Quando i leader europei aggiungono un codicillo alle loro dichiarazioni di fermo sostegno a Israele dicendo che deve fare del suo meglio per evitare vittime civili, offrono pochi indizi su dove sia tracciato il confine tra vitale autodifesa e vendetta inconcepibile. Quando la Russia interrompe le forniture energetiche alle città ucraine, Mosca viene accusata di crimini di guerra. Israele ha tagliato i collegamenti di acqua, carburante ed elettricità con Gaza.

La solidarietà con Israele si scontra con un caleidoscopio di paure radicate in impulsi più egoistici. Una grande preoccupazione è che la guerra possa essere la scintilla per una più ampia conflagrazione regionale, con inevitabili effetti di ricaduta in Europa. L’Iran, in quanto finanziatore di Hamas e Hezbollah in Libano, sta valutando le sue opzioni. Netanyahu non ha nascosto di voler trascinare gli Stati Uniti in uno scontro militare per distruggere le ambizioni nucleari di Teheran.

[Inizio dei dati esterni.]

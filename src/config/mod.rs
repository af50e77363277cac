//! # Configuration Management
//!
//! Configuration is read once at startup (environment variables, optionally
//! seeded from a `.env` file) and passed down explicitly. Nothing below the
//! binary reads the process environment.

pub mod settings;

pub use settings::{
    AppConfig, AuthConfig, DatabaseConfig, NotificationConfig, ObservabilityConfig, ServerConfig,
};

use crate::errors::Result;

/// Load `.env` if present, then build and validate [`AppConfig`].
pub fn load_config() -> Result<AppConfig> {
    // Runs before logging is installed.
    if let Err(e) = dotenvy::dotenv() {
        if !e.not_found() {
            eprintln!("Warning: Error loading .env file: {}", e);
        }
    }

    AppConfig::from_env()
}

Il capo del servizio di sicurezza britannico MI5, Ken McCallum, avverte che il conflitto potrebbe fungere da catalizzatore per il terrorismo islamico. Altri tra gli spettri temono che la guerra stia fomentando contemporaneamente l’antisemitismo e l’islamofobia.

Grandi manifestazioni di piazza nelle città europee che chiedono moderazione da parte di Israele evidenziano una crescente disaffezione tra le popolazioni musulmane del continente.

Una nuova ondata di rifugiati sarebbe un regalo per i populisti di estrema destra. E – a questo punto i diplomatici sono preoccupati – che dire degli sforzi dell’Europa per ottenere sostegno contro l’aggressione russa in Ucraina dal cosiddetto sud del mondo se il sostegno a Israele si traduce in indifferenza verso il destino dei palestinesi? Quanto più Gaza è sotto assedio e bombardamento, tanto più difficile diventa contrastare le accuse di doppi standard.

Da nessuna parte questi stress e queste tensioni sono avvertiti più acutamente che in Germania, dove il sostegno allo Stato di Israele è cementato dall’Olocausto. La Germania, senti sempre dire dai politici locali, non potrà mai dimenticare i fatti della storia. A Berlino, l’angoscia è impressa nelle espressioni dei politici che chiedono se la colpevolezza tedesca abbia firmato un assegno in bianco per la ricerca di vendetta di Netanyahu.

Ci sono anche filoni politici in competizione. La seconda guerra mondiale lasciò in eredità alla Germania un altro impulso: la ricerca dell’umanitarismo e della risoluzione dei conflitti. Sarà difficile scartarlo man mano che le vittime a Gaza aumenteranno. Un numero considerevole di cittadini tedeschi rivendica l’eredità musulmana. Centinaia di migliaia sono arrivati ​​dalla Siria solo otto anni fa. Dall’altra parte della barricata sta crescendo l’estrema destra Alternativa per la Germania, alla ricerca di opportunità per alimentare il fuoco della xenofobia.

La profonda verità alla base di queste ansie contrastanti è che l’Europa è impotente. Un tempo i governi europei potevano affermare di essere attori in Medio Oriente. La Dichiarazione di Venezia del 1980 ha accelerato il passo verso il riconoscimento del diritto dei palestinesi alla statualità. Se da allora in poi gli Stati Uniti presero l’iniziativa, l’Europa ebbe voce in capitolo e influenza nel determinare gli eventi.

Il fallimento degli Accordi di Oslo e della “road map” del 2003 per uno Stato palestinese hanno segnato un punto di svolta. E dal 2009 Netanyahu ha cercato di eliminare ogni prospettiva di una soluzione a due Stati espandendo gli insediamenti nella Cisgiordania occupata. L’acquiescenza americana e araba alle sue tattiche distruttive ha visto l’Europa ritirarsi in disparte. I governi europei hanno aderito all’illusione che i palestinesi potessero essere spinti dai coloni negli angoli della Cisgiordania e confinati a Gaza proprio finché gli aiuti continuassero ad affluire.

Come si è scoperto, l’autocompiacimento di Netanyahu ha lasciato Israele vulnerabile. I muri e le recinzioni fornivano solo l’illusione della sicurezza. E nonostante tutta la sua attuale retorica sulla distruzione di Hamas, non esiste ancora una via militare verso la pace. A differenza degli edifici di Gaza, l’aspirazione palestinese ad uno Stato non può essere ridotta in polvere dalle bombe. La sicurezza a lungo termine di Israele esige che si riprenda il cammino verso una soluzione politica. Su questo gli europei avevano ragione. Il peccato è che non abbiano avuto il coraggio delle loro convinzioni.